**Instructions to follow**
Read the data and repeat it in full, exactly.

── Task material ──

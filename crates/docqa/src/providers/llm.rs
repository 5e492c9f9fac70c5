//! Completion provider trait

use async_trait::async_trait;

use crate::error::{Error, Result};

/// Trait for text completion
///
/// Implementations:
/// - `OllamaLlm`: local Ollama server (llama3.2, etc.)
/// - `OpenAiCompatClient`: Groq or any OpenAI-compatible chat API
/// - `GeminiClient`: Google Generative Language API
#[async_trait]
pub trait CompletionProvider: Send + Sync {
    /// Send a fully rendered prompt and return the model's reply
    async fn complete(&self, prompt: &str) -> Result<String>;

    /// Check if the provider is healthy and available
    async fn health_check(&self) -> Result<bool>;

    /// Get provider name for logging
    fn name(&self) -> &str;

    /// Get the model being used
    fn model(&self) -> &str;
}

/// Re-label a provider failure as a generation failure, keeping existing ones as-is
pub(crate) fn generation_failure(provider: &str, error: Error) -> Error {
    match error {
        Error::Generation { .. } => error,
        other => Error::generation(provider, other.to_string()),
    }
}
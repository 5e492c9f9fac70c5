//! Answer generation from retrieved context

mod prompt;
mod synthesizer;

pub use prompt::{build_context, render_prompt, PromptBuilder, DEFAULT_TEMPLATE};
pub use synthesizer::AnswerSynthesizer;
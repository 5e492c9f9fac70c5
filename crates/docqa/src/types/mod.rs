//! Core types for the pipeline

pub mod document;
pub mod response;

pub use document::{Chunk, ChunkMetadata, FileType, PageText};
pub use response::{Answer, RetrievalResult, ScoredChunk};
//! Error types for the question-answering pipeline

use std::path::{Path, PathBuf};

use thiserror::Error;

/// Result type alias for pipeline operations
pub type Result<T> = std::result::Result<T, Error>;

/// Pipeline errors
#[derive(Debug, Error)]
pub enum Error {
    /// Input file or index directory does not exist
    #[error("Not found: {}", path.display())]
    NotFound { path: PathBuf },

    /// Document could not be parsed
    #[error("Failed to parse '{}': {message}", path.display())]
    Parse { path: PathBuf, message: String },

    /// Embedding capability failed
    #[error("Embedding error ({provider}): {message}")]
    Embedding { provider: String, message: String },

    /// Search against an index that holds no chunks
    #[error("The index holds no chunks")]
    EmptyIndex,

    /// Completion capability failed
    #[error("Generation error ({provider}): {message}")]
    Generation { provider: String, message: String },

    /// Index was built with a different embedding function than the active one
    #[error("Index was built with embedder '{index}' but the active embedder is '{active}'")]
    EmbedderMismatch { index: String, active: String },

    /// A question was asked before any document was processed
    #[error("No document has been processed yet")]
    NoDocument,

    /// Caller supplied an unusable argument
    #[error("Invalid input: {0}")]
    InvalidInput(String),

    /// Configuration error
    #[error("Configuration error: {0}")]
    Config(String),

    /// Persisted index is unreadable
    #[error("Index storage error: {0}")]
    Storage(String),

    /// IO error
    #[error("IO error: {0}")]
    Io(#[from] std::io::Error),

    /// JSON error
    #[error("JSON error: {0}")]
    Json(#[from] serde_json::Error),
}

impl Error {
    /// Create a not-found error
    pub fn not_found(path: impl AsRef<Path>) -> Self {
        Self::NotFound {
            path: path.as_ref().to_path_buf(),
        }
    }

    /// Create a parse error
    pub fn parse(path: impl AsRef<Path>, message: impl Into<String>) -> Self {
        Self::Parse {
            path: path.as_ref().to_path_buf(),
            message: message.into(),
        }
    }

    /// Create an embedding error
    pub fn embedding(provider: impl Into<String>, message: impl Into<String>) -> Self {
        Self::Embedding {
            provider: provider.into(),
            message: message.into(),
        }
    }

    /// Create a generation error
    pub fn generation(provider: impl Into<String>, message: impl Into<String>) -> Self {
        Self::Generation {
            provider: provider.into(),
            message: message.into(),
        }
    }

    /// Create a storage error
    pub fn storage(message: impl Into<String>) -> Self {
        Self::Storage(message.into())
    }

    /// Short remediation hint for the end user, if one applies
    pub fn remediation(&self) -> Option<String> {
        match self {
            Error::NotFound { .. } => Some("Check the path and try again.".to_string()),
            Error::Parse { .. } => Some(
                "Make sure the file is a text-based PDF, .txt or .md document (scanned PDFs need OCR first)."
                    .to_string(),
            ),
            Error::Embedding { provider, .. } if provider == "ollama" => Some(
                "Make sure Ollama is running (`ollama serve`) and the embedding model is pulled (`ollama pull nomic-embed-text`)."
                    .to_string(),
            ),
            Error::Embedding { .. } => {
                Some("Check the embedding service configuration.".to_string())
            }
            Error::EmptyIndex | Error::NoDocument => {
                Some("Process a document before asking questions.".to_string())
            }
            Error::Generation { provider, .. } => Some(match provider.as_str() {
                "groq" => "Make sure you've added GROQ_API_KEY to your .env file!".to_string(),
                "openai" => "Make sure you've added OPENAI_API_KEY to your .env file!".to_string(),
                "gemini" => "Make sure you've added GOOGLE_API_KEY to your .env file!".to_string(),
                "ollama" => "Make sure Ollama is running (`ollama serve`) and the model is pulled.".to_string(),
                _ => "Check your credential configuration.".to_string(),
            }),
            Error::EmbedderMismatch { .. } => Some(
                "Re-process the document with the current embedding model, or switch back to the model the index was built with."
                    .to_string(),
            ),
            Error::Storage(_) => {
                Some("Delete the index directory and process the document again.".to_string())
            }
            Error::Config(_) => Some("Check your configuration file and environment.".to_string()),
            Error::InvalidInput(_) | Error::Io(_) | Error::Json(_) => None,
        }
    }
}

#[cfg(test)]
mod tests {
    use super::*;

    #[test]
    fn test_generation_hint_names_credential() {
        let err = Error::generation("groq", "HTTP 401 Unauthorized");
        let hint = err.remediation().unwrap();
        assert!(hint.contains("GROQ_API_KEY"));
    }

    #[test]
    fn test_not_found_display() {
        let err = Error::not_found("data/missing.pdf");
        assert_eq!(err.to_string(), "Not found: data/missing.pdf");
    }

    #[test]
    fn test_invalid_input_has_no_hint() {
        assert!(Error::InvalidInput("k must be at least 1".into())
            .remediation()
            .is_none());
    }
}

───

**Exercise output**
filename crates/docqa/src/providers/llm.rs
repository 5e492c9f9fac70c5
//! Completion provider trait

use async_trait::async_trait;

use crate::error::{Error, Result};

/// Trait for text completion
///
/// Implementations:
/// - `OllamaLlm`: local Ollama server (llama3.2, etc.)
/// - `OpenAiCompatClient`: Groq or any OpenAI-compatible chat API
/// - `GeminiClient`: Google Generative Language API
#[async_trait]
pub trait CompletionProvider: Send + Sync {
    /// Send a fully rendered prompt and return the model's reply
    async fn complete(&self, prompt: &str) -> Result<String>;

    /// Check if the provider is healthy and available
    async fn health_check(&self) -> Result<bool>;

    /// Get provider name for logging
    fn name(&self) -> &str;

    /// Get the model being used
    fn model(&self) -> &str;
}

/// Re-label a provider failure as a generation failure, keeping existing ones as-is
pub(crate) fn generation_failure(provider: &str, error: Error) -> Error {
    match error {
        Error::Generation { .. } => error,
        other => Error::generation(provider, other.to_string()),
    }
}
repository 5e492c9f9fac70c5
//! Answer generation from retrieved context

mod prompt;
mod synthesizer;

pub use prompt::{build_context, render_prompt, PromptBuilder, DEFAULT_TEMPLATE};
pub use synthesizer::AnswerSynthesizer;
repository 5e492c9f9fac70c5
filename crates/docqa/src/types/mod.rs
//! Core types for the pipeline

pub mod document;
pub mod response;

pub use document::{Chunk, ChunkMetadata, FileType, PageText};
pub use response::{Answer, RetrievalResult, ScoredChunk};
//! Error types for the question-answering pipeline

use std::path::{Path, PathBuf};

use thiserror::Error;

/// Result type alias for pipeline operations
pub type Result<T> = std::result::Result<T, Error>;

/// Pipeline errors
#[derive(Debug, Error)]
pub enum Error {
    /// Input file or index directory does not exist
    #[error("Not found: {}", path.display())]
    NotFound { path: PathBuf },

    /// Document could not be parsed
    #[error("Failed to parse '{}': {message}", path.display())]
    Parse { path: PathBuf, message: String },

    /// Embedding capability failed
    #[error("Embedding error ({provider}): {message}")]
    Embedding { provider: String, message: String },

    /// Search against an index that holds no chunks
    #[error("The index holds no chunks")]
    EmptyIndex,

    /// Completion capability failed
    #[error("Generation error ({provider}): {message}")]
    Generation { provider: String, message: String },

    /// Index was built with a different embedding function than the active one
    #[error("Index was built with embedder '{index}' but the active embedder is '{active}'")]
    EmbedderMismatch { index: String, active: String },

    /// A question was asked before any document was processed
    #[error("No document has been processed yet")]
    NoDocument,

    /// Caller supplied an unusable argument
    #[error("Invalid input: {0}")]
    InvalidInput(String),

    /// Configuration error
    #[error("Configuration error: {0}")]
    Config(String),

    /// Persisted index is unreadable
    #[error("Index storage error: {0}")]
    Storage(String),

    /// IO error
    #[error("IO error: {0}")]
    Io(#[from] std::io::Error),

    /// JSON error
    #[error("JSON error: {0}")]
    Json(#[from] serde_json::Error),
}

impl Error {
    /// Create a not-found error
    pub fn not_found(path: impl AsRef<Path>) -> Self {
        Self::NotFound {
            path: path.as_ref().to_path_buf(),
        }
    }

    /// Create a parse error
    pub fn parse(path: impl AsRef<Path>, message: impl Into<String>) -> Self {
        Self::Parse {
            path: path.as_ref().to_path_buf(),
            message: message.into(),
        }
    }

    /// Create an embedding error
    pub fn embedding(provider: impl Into<String>, message: impl Into<String>) -> Self {
        Self::Embedding {
            provider: provider.into(),
            message: message.into(),
        }
    }

    /// Create a generation error
    pub fn generation(provider: impl Into<String>, message: impl Into<String>) -> Self {
        Self::Generation {
            provider: provider.into(),
            message: message.into(),
        }
    }

    /// Create a storage error
    pub fn storage(message: impl Into<String>) -> Self {
        Self::Storage(message.into())
    }

    /// Short remediation hint for the end user, if one applies
    pub fn remediation(&self) -> Option<String> {
        match self {
            Error::NotFound { .. } => Some("Check the path and try again.".to_string()),
            Error::Parse { .. } => Some(
                "Make sure the file is a text-based PDF, .txt or .md document (scanned PDFs need OCR first)."
                    .to_string(),
            ),
            Error::Embedding { provider, .. } if provider == "ollama" => Some(
                "Make sure Ollama is running (`ollama serve`) and the embedding model is pulled (`ollama pull nomic-embed-text`)."
                    .to_string(),
            ),
            Error::Embedding { .. } => {
                Some("Check the embedding service configuration.".to_string())
            }
            Error::EmptyIndex | Error::NoDocument => {
                Some("Process a document before asking questions.".to_string())
            }
            Error::Generation { provider, .. } => Some(match provider.as_str() {
                "groq" => "Make sure you've added GROQ_API_KEY to your .env file!".to_string(),
                "openai" => "Make sure you've added OPENAI_API_KEY to your .env file!".to_string(),
                "gemini" => "Make sure you've added GOOGLE_API_KEY to your .env file!".to_string(),
                "ollama" => "Make sure Ollama is running (`ollama serve`) and the model is pulled.".to_string(),
                _ => "Check your credential configuration.".to_string(),
            }),
            Error::EmbedderMismatch { .. } => Some(
                "Re-process the document with the current embedding model, or switch back to the model the index was built with."
                    .to_string(),
            ),
            Error::Storage(_) => {
                Some("Delete the index directory and process the document again.".to_string())
            }
            Error::Config(_) => Some("Check your configuration file and environment.".to_string()),
            Error::InvalidInput(_) | Error::Io(_) | Error::Json(_) => None,
        }
    }
}

#[cfg(test)]
mod tests {
    use super::*;

    #[test]
    fn test_generation_hint_names_credential() {
        let err = Error::generation("groq", "HTTP 401 Unauthorized");
        let hint = err.remediation().unwrap();
        assert!(hint.contains("GROQ_API_KEY"));
    }

    #[test]
    fn test_not_found_display() {
        let err = Error::not_found("data/missing.pdf");
        assert_eq!(err.to_string(), "Not found: data/missing.pdf");
    }

    #[test]
    fn test_invalid_input_has_no_hint() {
        assert!(Error::InvalidInput("k must be at least 1".into())
            .remediation()
            .is_none());
    }
}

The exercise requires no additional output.